Violante tremblait et joignait les mains ; mais elle tenait ses regards attachés sur Harley.

M. Dale s’essuyait les yeux et songeait au pauvre réfugié, se nourrissant de goujons et se préservant des dettes dans l’obscurité du Casino.

« Cette réponse est digne de vous, duc, mais s’il était prouvé que M. Leslie, au lieu de rechercher la princesse pour elle-même, avait formé le projet de la transférer pour de l’argent au comte de Peschiera, et que bien loin d’avoir voulu la préserver des dangers que vous redoutiez, il avait lui-même suggéré l’idée du piège auquel nous l’avons arrachée, croiriez-vous encore votre honneur engagé envers…

— Envers un pareil coquin ! Non, certes ! s’écria le duc, mais c’est là une hypothèse gratuite. Parlez, Randal !
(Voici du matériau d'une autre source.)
//! Domain definitions.

pub mod draft;
pub mod residence;

pub use self::{
    draft::{Draft, EditMode},
    residence::Residence,
};
//! [`Command`] for restoring a soft-deleted [`Residence`].

use common::operations::{By, Restore};
use tracerr::Traced;

use crate::{
    domain::{residence, Residence},
    infra::{remote, Remote},
    lifecycle::Operation,
    store::Reconciliation,
    Service,
};

use super::Command;

/// [`Command`] for restoring a soft-deleted [`Residence`].
#[derive(Clone, Copy, Debug)]
pub struct RestoreResidence {
    /// ID of the [`Residence`] to restore.
    pub id: residence::Id,
}

impl<R> Command<RestoreResidence> for Service<R>
where
    R: Remote<
        Restore<By<Residence, residence::Id>>,
        Ok = Residence,
        Err = Traced<remote::Error>,
    >,
{
    type Ok = Residence;
    type Err = Traced<ExecutionError>;

    async fn execute(
        &self,
        cmd: RestoreResidence,
    ) -> Result<Self::Ok, Self::Err> {
        let RestoreResidence { id } = cmd;

        self.orchestrate(
            Operation::Restore,
            self.remote().execute(Restore(By::new(id))),
            |restored| Reconciliation::Replace(restored.clone()),
        )
        .await
        .map_err(tracerr::wrap!())
    }
}

/// Error of [`RestoreResidence`] [`Command`] execution.
pub type ExecutionError = crate::ExecutionError;
//! Join table linking tenants to the extra fees that apply to them.

use sea_orm::entity::prelude::*;

#[derive(Clone, Debug, PartialEq, DeriveEntityModel, Eq)]
#[sea_orm(table_name = "tenant_extra_fees")]
pub struct Model {
    #[sea_orm(primary_key, auto_increment = false)]
    pub tenant_id: String,
    #[sea_orm(primary_key, auto_increment = false)]
    pub extra_fee_id: String,
}

#[derive(Copy, Clone, Debug, EnumIter, DeriveRelation)]
pub enum Relation {
    #[sea_orm(
        belongs_to = "super::tenants::Entity",
        from = "Column::TenantId",
        to = "super::tenants::Column::Id",
        on_update = "NoAction",
        on_delete = "Cascade"
    )]
    Tenants,
    #[sea_orm(
        belongs_to = "super::extra_fees::Entity",
        from = "Column::ExtraFeeId",
        to = "super::extra_fees::Column::Id",
        on_update = "NoAction",
        on_delete = "Cascade"
    )]
    ExtraFees,
}

impl Related<super::tenants::Entity> for Entity {
    fn to() -> RelationDef {
        Relation::Tenants.def()
    }
}

impl Related<super::extra_fees::Entity> for Entity {
    fn to() -> RelationDef {
        Relation::ExtraFees.def()
    }
}

impl ActiveModelBehavior for ActiveModel {}
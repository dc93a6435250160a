//! Tenant lifecycle: binding users to units and keeping occupancy in sync.
//!
//! Assigning a tenant flips the unit to Occupied; releasing flips it back to
//! Vacant unless the unit was administratively Closed. A unit backs at most
//! one tenant: the tenants table carries a unique index on `unit_id` and the
//! assign path checks explicitly so callers get a conflict error rather than
//! a bare database failure.

use chrono::{NaiveDate, Utc};
use sea_orm::{
    ActiveModelTrait, ActiveValue, ColumnTrait, ConnectionTrait, EntityTrait, QueryFilter,
    TransactionTrait,
};
use uuid::Uuid;

use crate::{
    EngineError, ExtraFeeCmd, OccupiedStatus, ResultEngine, Tenant, TenantCmd, extra_fees,
    tenant_fees, tenants, units,
};

use super::{Engine, normalize_required_name, require_tenant, require_unit, require_user, with_tx};

impl Engine {
    /// Creates a tenancy, optionally assigning a unit right away.
    ///
    /// When a unit is assigned on this first save, its
    /// `last_rent_payment_date` is stamped with the lease start as the
    /// billing baseline.
    pub async fn create_tenant(&self, cmd: TenantCmd) -> ResultEngine<Uuid> {
        with_tx!(self, |db_tx| {
            let user = require_user(&db_tx, &cmd.username).await?;
            let existing = tenants::Entity::find()
                .filter(tenants::Column::UserId.eq(user.id.clone()))
                .one(&db_tx)
                .await?;
            if existing.is_some() {
                return Err(EngineError::Conflict(format!(
                    "user {} already has a tenancy",
                    cmd.username
                )));
            }

            let tenant_id = Uuid::new_v4();
            if let Some(unit_id) = cmd.unit_id {
                claim_unit(&db_tx, unit_id, None, cmd.lease_start_date).await?;
            }

            tenants::ActiveModel {
                id: ActiveValue::Set(tenant_id.to_string()),
                user_id: ActiveValue::Set(user.id),
                unit_id: ActiveValue::Set(cmd.unit_id.map(|id| id.to_string())),
                lease_start_date: ActiveValue::Set(cmd.lease_start_date),
                lease_end_date: ActiveValue::Set(cmd.lease_end_date),
                created_at: ActiveValue::Set(Utc::now()),
            }
            .insert(&db_tx)
            .await?;

            Ok(tenant_id)
        })
    }

    /// Returns one tenant.
    pub async fn tenant(&self, tenant_id: Uuid) -> ResultEngine<Tenant> {
        let model = require_tenant(&self.database, tenant_id).await?;
        Tenant::try_from(model)
    }

    /// Returns the tenancy of `username`, if any.
    pub async fn tenant_for(&self, username: &str) -> ResultEngine<Tenant> {
        let user = require_user(&self.database, username).await?;
        let model = tenants::Entity::find()
            .filter(tenants::Column::UserId.eq(user.id))
            .one(&self.database)
            .await?
            .ok_or_else(|| EngineError::NotFound(format!("tenancy of {username}")))?;
        Tenant::try_from(model)
    }

    /// Moves a tenant onto `unit_id`, releasing any previously held unit.
    pub async fn assign_unit(
        &self,
        tenant_id: Uuid,
        unit_id: Uuid,
        effective_date: NaiveDate,
    ) -> ResultEngine<()> {
        with_tx!(self, |db_tx| {
            let tenant = require_tenant(&db_tx, tenant_id).await?;
            if tenant.unit_id.as_deref() == Some(unit_id.to_string().as_str()) {
                return Ok(());
            }

            claim_unit(&db_tx, unit_id, Some(tenant.id.as_str()), effective_date).await?;
            if let Some(old_unit_id) = tenant.unit_id.clone() {
                vacate_unit(&db_tx, &old_unit_id).await?;
            }

            let mut active: tenants::ActiveModel = tenant.into();
            active.unit_id = ActiveValue::Set(Some(unit_id.to_string()));
            active.update(&db_tx).await?;
            Ok(())
        })
    }

    /// Clears a tenant's unit reference, leaving the unit Vacant.
    pub async fn release_unit(&self, tenant_id: Uuid) -> ResultEngine<()> {
        with_tx!(self, |db_tx| {
            let tenant = require_tenant(&db_tx, tenant_id).await?;
            let Some(unit_id) = tenant.unit_id.clone() else {
                return Ok(());
            };

            vacate_unit(&db_tx, &unit_id).await?;
            let mut active: tenants::ActiveModel = tenant.into();
            active.unit_id = ActiveValue::Set(None);
            active.update(&db_tx).await?;
            Ok(())
        })
    }

    /// Deletes a tenancy. The unit survives and goes Vacant.
    pub async fn remove_tenant(&self, tenant_id: Uuid) -> ResultEngine<()> {
        with_tx!(self, |db_tx| {
            let tenant = require_tenant(&db_tx, tenant_id).await?;
            if let Some(unit_id) = tenant.unit_id.clone() {
                vacate_unit(&db_tx, &unit_id).await?;
            }
            tenant_fees::Entity::delete_many()
                .filter(tenant_fees::Column::TenantId.eq(tenant.id.clone()))
                .exec(&db_tx)
                .await?;
            tenants::Entity::delete_by_id(tenant.id).exec(&db_tx).await?;
            Ok(())
        })
    }

    /// Creates an extra fee.
    pub async fn create_extra_fee(&self, cmd: ExtraFeeCmd) -> ResultEngine<Uuid> {
        let name = normalize_required_name(&cmd.name, "fee")?;
        if cmd.amount_minor <= 0 {
            return Err(EngineError::Validation(
                "fee amount must be > 0".to_string(),
            ));
        }
        with_tx!(self, |db_tx| {
            let existing = extra_fees::Entity::find()
                .filter(extra_fees::Column::Name.eq(name.clone()))
                .one(&db_tx)
                .await?;
            if existing.is_some() {
                return Err(EngineError::Conflict(format!("fee {name} already exists")));
            }

            let fee_id = Uuid::new_v4();
            extra_fees::ActiveModel {
                id: ActiveValue::Set(fee_id.to_string()),
                name: ActiveValue::Set(name),
                details: ActiveValue::Set(cmd.details.clone()),
                amount_minor: ActiveValue::Set(cmd.amount_minor),
            }
            .insert(&db_tx)
            .await?;
            Ok(fee_id)
        })
    }

    /// Marks an extra fee as applicable to a tenant.
    pub async fn add_extra_fee(&self, tenant_id: Uuid, fee_id: Uuid) -> ResultEngine<()> {
        with_tx!(self, |db_tx| {
            let tenant = require_tenant(&db_tx, tenant_id).await?;
            let fee = extra_fees::Entity::find_by_id(fee_id.to_string())
                .one(&db_tx)
                .await?
                .ok_or_else(|| EngineError::NotFound(format!("fee {fee_id}")))?;

            let existing = tenant_fees::Entity::find_by_id((tenant.id.clone(), fee.id.clone()))
                .one(&db_tx)
                .await?;
            if existing.is_some() {
                return Ok(());
            }
            tenant_fees::ActiveModel {
                tenant_id: ActiveValue::Set(tenant.id),
                extra_fee_id: ActiveValue::Set(fee.id),
            }
            .insert(&db_tx)
            .await?;
            Ok(())
        })
    }

    /// Detaches an extra fee from a tenant.
    pub async fn remove_extra_fee(&self, tenant_id: Uuid, fee_id: Uuid) -> ResultEngine<()> {
        with_tx!(self, |db_tx| {
            tenant_fees::Entity::delete_by_id((tenant_id.to_string(), fee_id.to_string()))
                .exec(&db_tx)
                .await?;
            Ok(())
        })
    }

    /// Lists the extra fees applicable to a tenant.
    pub async fn list_extra_fees(&self, tenant_id: Uuid) -> ResultEngine<Vec<extra_fees::Model>> {
        let tenant = require_tenant(&self.database, tenant_id).await?;
        let links = tenant_fees::Entity::find()
            .filter(tenant_fees::Column::TenantId.eq(tenant.id))
            .all(&self.database)
            .await?;

        let mut fees = Vec::with_capacity(links.len());
        for link in links {
            if let Some(fee) = extra_fees::Entity::find_by_id(link.extra_fee_id)
                .one(&self.database)
                .await?
            {
                fees.push(fee);
            }
        }
        Ok(fees)
    }
}

/// Marks a unit Occupied for a (new or moving) tenant.
///
/// `claiming_tenant` is the tenant id performing the claim, used to make the
/// operation idempotent for the current holder.
async fn claim_unit<C>(
    conn: &C,
    unit_id: Uuid,
    claiming_tenant: Option<&str>,
    baseline: NaiveDate,
) -> ResultEngine<()>
where
    C: ConnectionTrait,
{
    let unit = require_unit(conn, unit_id).await?;

    if let Some(holder) = tenants::Entity::find()
        .filter(tenants::Column::UnitId.eq(Some(unit_id.to_string())))
        .one(conn)
        .await?
    {
        if claiming_tenant != Some(holder.id.as_str()) {
            return Err(EngineError::Conflict(format!(
                "unit {} already backs a tenant",
                unit.name
            )));
        }
    }

    let status = OccupiedStatus::try_from(unit.occupied_status.as_str())?;
    if status == OccupiedStatus::Closed {
        return Err(EngineError::Conflict(format!("unit {} is closed", unit.name)));
    }

    let stamp_baseline = unit.last_rent_payment_date.is_none();
    let mut active: units::ActiveModel = unit.into();
    active.occupied_status = ActiveValue::Set(OccupiedStatus::Occupied.as_str().to_string());
    if stamp_baseline {
        active.last_rent_payment_date = ActiveValue::Set(Some(baseline));
    }
    active.update(conn).await?;
    Ok(())
}

/// Flips a unit back to Vacant when its tenant leaves. Closed stays Closed.
async fn vacate_unit<C>(conn: &C, unit_id: &str) -> ResultEngine<()>
where
    C: ConnectionTrait,
{
    let unit = units::Entity::find_by_id(unit_id)
        .one(conn)
        .await?
        .ok_or_else(|| EngineError::NotFound(format!("unit {unit_id}")))?;

    let status = OccupiedStatus::try_from(unit.occupied_status.as_str())?;
    if status == OccupiedStatus::Occupied {
        let mut active: units::ActiveModel = unit.into();
        active.occupied_status = ActiveValue::Set(OccupiedStatus::Vacant.as_str().to_string());
        active.update(conn).await?;
    }
    Ok(())
}
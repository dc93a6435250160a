use serde::{Deserialize, Serialize};

use crate::EngineError;

/// ISO-like currency code used by the ledger and its money values.
///
/// Kodisha is effectively mono-currency (default `KES`), but the engine models
/// currency explicitly to keep the data model future-proof.
///
/// ## Minor units
///
/// The engine stores monetary values as an `i64` number of **minor units**
/// (see `Money`). `minor_units()` returns how many decimal digits are used
/// when converting between:
/// - major units (human input/output, e.g. `Ksh.10.50`)
/// - minor units (stored integers, e.g. `1050`)
#[derive(Clone, Copy, Debug, Default, PartialEq, Eq, Hash, Serialize, Deserialize)]
#[serde(rename_all = "UPPERCASE")]
pub enum Currency {
    #[default]
    Kes,
}

impl Currency {
    /// Canonical currency code.
    #[must_use]
    pub const fn code(self) -> &'static str {
        match self {
            Currency::Kes => "KES",
        }
    }

    /// Symbol used when formatting amounts for people.
    #[must_use]
    pub const fn symbol(self) -> &'static str {
        match self {
            Currency::Kes => "Ksh",
        }
    }

    /// Number of fraction digits used when formatting/parsing amounts.
    #[must_use]
    pub const fn minor_units(self) -> u8 {
        match self {
            Currency::Kes => 2,
        }
    }
}

impl core::fmt::Display for Currency {
    fn fmt(&self, f: &mut core::fmt::Formatter<'_>) -> core::fmt::Result {
        f.write_str(self.code())
    }
}

impl TryFrom<&str> for Currency {
    type Error = EngineError;

    fn try_from(value: &str) -> Result<Self, Self::Error> {
        match value.trim().to_ascii_uppercase().as_str() {
            "KES" => Ok(Currency::Kes),
            other => Err(EngineError::Validation(format!(
                "unsupported currency: {other}"
            ))),
        }
    }
}
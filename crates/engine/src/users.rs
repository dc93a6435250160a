//! The module contains the definition of a user.
//!
//! Authentication, tokens and profile media live outside the engine; the
//! ledger only needs a stable identity to hang accounts and tenancies on.

use sea_orm::entity::prelude::*;

#[derive(Clone, Debug, PartialEq, DeriveEntityModel, Eq)]
#[sea_orm(table_name = "users")]
pub struct Model {
    #[sea_orm(primary_key, auto_increment = false)]
    pub id: String,
    #[sea_orm(unique)]
    pub username: String,
    pub first_name: Option<String>,
    pub last_name: Option<String>,
    pub email: Option<String>,
    pub phone_number: Option<String>,
    pub created_at: DateTimeUtc,
}

#[derive(Copy, Clone, Debug, EnumIter, DeriveRelation)]
pub enum Relation {
    #[sea_orm(has_one = "super::accounts::Entity")]
    Accounts,
    #[sea_orm(has_many = "super::transactions::Entity")]
    Transactions,
}

impl Related<super::accounts::Entity> for Entity {
    fn to() -> RelationDef {
        Relation::Accounts.def()
    }
}

impl Related<super::transactions::Entity> for Entity {
    fn to() -> RelationDef {
        Relation::Transactions.def()
    }
}

impl ActiveModelBehavior for ActiveModel {}
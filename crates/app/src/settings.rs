//! Handles settings for the application. Configuration is written in
//! `settings.toml`.

use config::{Config, ConfigError, File};
use serde::Deserialize;

#[derive(Debug, Clone, Deserialize)]
pub struct App {
    #[serde(default = "default_level")]
    pub level: String,
}

/// Where the ledger lives.
#[derive(Debug, Clone, Deserialize)]
#[serde(rename_all = "lowercase")]
pub enum Database {
    Memory,
    Sqlite(String),
}

#[derive(Debug, Clone, Deserialize)]
pub struct Rent {
    /// Skip the due-date filter; every occupied unit is charged each cycle.
    /// Re-runs on the same day then duplicate charges, so keep this off
    /// outside of manual testing.
    #[serde(default)]
    pub demo: bool,
    /// Record charges as Cash with the `--` sentinel instead of generated
    /// reference tokens.
    #[serde(default)]
    pub cash_reference: bool,
    #[serde(default = "default_check_interval_hours")]
    pub check_interval_hours: u64,
}

#[derive(Debug, Deserialize)]
pub struct Settings {
    pub app: App,
    pub database: Database,
    pub rent: Rent,
}

impl Settings {
    pub fn new() -> Result<Self, ConfigError> {
        let settings = Config::builder()
            .add_source(File::with_name("settings"))
            .build()?;

        settings.try_deserialize()
    }
}

fn default_level() -> String {
    "info".to_string()
}

fn default_check_interval_hours() -> u64 {
    24
}
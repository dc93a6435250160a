use sea_orm::{ColumnTrait, ConnectionTrait, DatabaseConnection, EntityTrait, QueryFilter};
use uuid::Uuid;

use crate::{EngineError, ResultEngine, tenants, unit_groups, units};

mod ledger;
mod messages;
mod property;
mod rent;
mod tenancy;
mod users;

pub use ledger::TransactionListFilter;
pub use rent::{
    RentCharge, RentCycleCmd, RentCycleMode, RentCycleReport, RentFailure, RentReference,
};

/// Run a block inside a DB transaction, committing on success and rolling back on error.
macro_rules! with_tx {
    ($self:expr, |$tx:ident| $body:expr) => {{
        let $tx = $self.database.begin().await?;
        let result = $body;
        match result {
            Ok(value) => {
                $tx.commit().await?;
                Ok(value)
            }
            Err(err) => Err(err),
        }
    }};
}

pub(crate) use with_tx;

#[derive(Debug)]
pub struct Engine {
    database: DatabaseConnection,
}

impl Engine {
    /// Return a builder for `Engine`. Help to build the struct.
    pub fn builder() -> EngineBuilder {
        EngineBuilder::default()
    }
}

fn normalize_required_name(value: &str, label: &str) -> ResultEngine<String> {
    let trimmed = value.trim();
    if trimmed.is_empty() {
        return Err(EngineError::Validation(format!(
            "{label} name must not be empty"
        )));
    }
    Ok(trimmed.to_string())
}

pub(crate) async fn require_user<C>(conn: &C, username: &str) -> ResultEngine<crate::users::Model>
where
    C: ConnectionTrait,
{
    crate::users::Entity::find()
        .filter(crate::users::Column::Username.eq(username))
        .one(conn)
        .await?
        .ok_or_else(|| EngineError::NotFound(format!("user {username}")))
}

pub(crate) async fn require_unit<C>(conn: &C, unit_id: Uuid) -> ResultEngine<units::Model>
where
    C: ConnectionTrait,
{
    units::Entity::find_by_id(unit_id.to_string())
        .one(conn)
        .await?
        .ok_or_else(|| EngineError::NotFound(format!("unit {unit_id}")))
}

pub(crate) async fn require_unit_group<C>(
    conn: &C,
    group_id: Uuid,
) -> ResultEngine<unit_groups::Model>
where
    C: ConnectionTrait,
{
    unit_groups::Entity::find_by_id(group_id.to_string())
        .one(conn)
        .await?
        .ok_or_else(|| EngineError::NotFound(format!("unit group {group_id}")))
}

pub(crate) async fn require_tenant<C>(conn: &C, tenant_id: Uuid) -> ResultEngine<tenants::Model>
where
    C: ConnectionTrait,
{
    tenants::Entity::find_by_id(tenant_id.to_string())
        .one(conn)
        .await?
        .ok_or_else(|| EngineError::NotFound(format!("tenant {tenant_id}")))
}

/// The builder for `Engine`
#[derive(Default)]
pub struct EngineBuilder {
    database: DatabaseConnection,
}

impl EngineBuilder {
    /// Pass the required database
    pub fn database(mut self, db: DatabaseConnection) -> EngineBuilder {
        self.database = db;
        self
    }

    /// Construct `Engine`
    pub async fn build(self) -> ResultEngine<Engine> {
        Ok(Engine {
            database: self.database,
        })
    }
}
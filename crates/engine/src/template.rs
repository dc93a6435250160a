//! Validated unit-name templates.
//!
//! Unit names are generated from an operator-supplied format string such as
//! `"%(name)s Room %(unit_number)s"`. Only a fixed set of placeholders is
//! recognized, and each template field accepts its own subset; anything else
//! is rejected when the unit group is saved, never at generation time.

use crate::{EngineError, ResultEngine};

/// A placeholder recognized inside a name template.
#[derive(Clone, Copy, Debug, PartialEq, Eq)]
pub enum Placeholder {
    Name,
    AbbreviatedName,
    UnitNumber,
}

impl Placeholder {
    /// The key as written between `%(` and `)s`.
    #[must_use]
    pub const fn key(self) -> &'static str {
        match self {
            Self::Name => "name",
            Self::AbbreviatedName => "abbreviated_name",
            Self::UnitNumber => "unit_number",
        }
    }
}

#[derive(Clone, Debug, PartialEq, Eq)]
enum Segment {
    Literal(String),
    Placeholder(Placeholder),
}

/// A parsed, validated name template.
#[derive(Clone, Debug, PartialEq, Eq)]
pub struct NameTemplate {
    raw: String,
    segments: Vec<Segment>,
}

impl NameTemplate {
    /// Parses `raw`, accepting only the `allowed` placeholders.
    ///
    /// A template must reference at least one placeholder; a bare literal
    /// would give every unit in the group the same name.
    pub fn parse(raw: &str, allowed: &[Placeholder]) -> ResultEngine<Self> {
        let mut segments = Vec::new();
        let mut literal = String::new();
        let mut chars = raw.char_indices().peekable();

        while let Some((pos, c)) = chars.next() {
            if c != '%' {
                literal.push(c);
                continue;
            }
            match chars.peek() {
                Some((_, '(')) => {
                    chars.next();
                }
                _ => {
                    // A bare '%' is an ordinary character.
                    literal.push(c);
                    continue;
                }
            }

            let rest = &raw[pos..];
            let Some(close) = rest.find(')') else {
                return Err(EngineError::Validation(format!(
                    "unclosed placeholder in format {raw:?}"
                )));
            };
            let key = &rest[2..close];
            if !rest[close + 1..].starts_with('s') {
                return Err(EngineError::Validation(format!(
                    "placeholder %({key}) must end with 's' in format {raw:?}"
                )));
            }

            let placeholder = allowed
                .iter()
                .copied()
                .find(|p| p.key() == key)
                .ok_or_else(|| {
                    EngineError::Validation(format!(
                        "unrecognized placeholder %({key})s in format {raw:?}"
                    ))
                })?;

            if !literal.is_empty() {
                segments.push(Segment::Literal(std::mem::take(&mut literal)));
            }
            segments.push(Segment::Placeholder(placeholder));

            // Skip past "(key)s".
            for _ in 0..key.len() + 2 {
                chars.next();
            }
        }

        if !literal.is_empty() {
            segments.push(Segment::Literal(literal));
        }

        if !segments
            .iter()
            .any(|s| matches!(s, Segment::Placeholder(_)))
        {
            return Err(EngineError::Validation(format!(
                "format {raw:?} must contain at least one placeholder"
            )));
        }

        Ok(Self {
            raw: raw.to_string(),
            segments,
        })
    }

    /// Renders the template for one unit.
    #[must_use]
    pub fn render(&self, name: &str, abbreviated_name: &str, unit_number: u32) -> String {
        let mut out = String::with_capacity(self.raw.len());
        for segment in &self.segments {
            match segment {
                Segment::Literal(text) => out.push_str(text),
                Segment::Placeholder(Placeholder::Name) => out.push_str(name),
                Segment::Placeholder(Placeholder::AbbreviatedName) => {
                    out.push_str(abbreviated_name)
                }
                Segment::Placeholder(Placeholder::UnitNumber) => {
                    out.push_str(&unit_number.to_string())
                }
            }
        }
        out
    }

    /// The original format string.
    #[must_use]
    pub fn as_str(&self) -> &str {
        &self.raw
    }
}

#[cfg(test)]
mod tests {
    use super::*;

    const FULL: &[Placeholder] = &[Placeholder::Name, Placeholder::UnitNumber];
    const ABBR: &[Placeholder] = &[Placeholder::AbbreviatedName, Placeholder::UnitNumber];

    #[test]
    fn renders_default_full_format() {
        let template = NameTemplate::parse("%(name)s Room %(unit_number)s", FULL).unwrap();
        assert_eq!(template.render("Attic", "AT", 4), "Attic Room 4");
    }

    #[test]
    fn renders_default_abbreviated_format() {
        let template = NameTemplate::parse("%(abbreviated_name)sR%(unit_number)s", ABBR).unwrap();
        assert_eq!(template.render("Second Floor", "SF", 2), "SFR2");
    }

    #[test]
    fn keeps_bare_percent_as_literal() {
        let template = NameTemplate::parse("100% %(name)s", FULL).unwrap();
        assert_eq!(template.render("Attic", "AT", 1), "100% Attic");
    }

    #[test]
    fn rejects_unknown_placeholder() {
        let err = NameTemplate::parse("%(floor)s Room %(unit_number)s", FULL).unwrap_err();
        assert!(matches!(err, EngineError::Validation(_)));
    }

    #[test]
    fn rejects_placeholder_from_other_field() {
        assert!(NameTemplate::parse("%(abbreviated_name)s", FULL).is_err());
        assert!(NameTemplate::parse("%(name)s", ABBR).is_err());
    }

    #[test]
    fn rejects_template_without_placeholders() {
        assert!(NameTemplate::parse("Room", FULL).is_err());
    }

    #[test]
    fn rejects_malformed_placeholder() {
        assert!(NameTemplate::parse("%(name", FULL).is_err());
        assert!(NameTemplate::parse("%(name)d", FULL).is_err());
    }
}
— Lord L’Estrange ne saurait vouloir m’insulter jusqu’à penser autrement, dit Randal, s’efforçant de redresser la tête.

— Je dois donc conclure, monsieur Leslie, que vous rejetez avec mépris une semblable supposition ?

— Avec le plus profond mépris. Et, continua Randal, avançant d’un pas, puisque la supposition a été faite, j’exige de lord L’Estrange, comme son égal (car tous les gentilshommes sont égaux lorsqu’il s’agit de défendre l’honneur au péril de la vie), j’exige de lord L’Estrange une rétractation ou une preuve immédiate.

— Votre demande est juste, dit Harley avec calme. Je ne puis vous accorder la rétractation, je vais vous fournir la preuve. »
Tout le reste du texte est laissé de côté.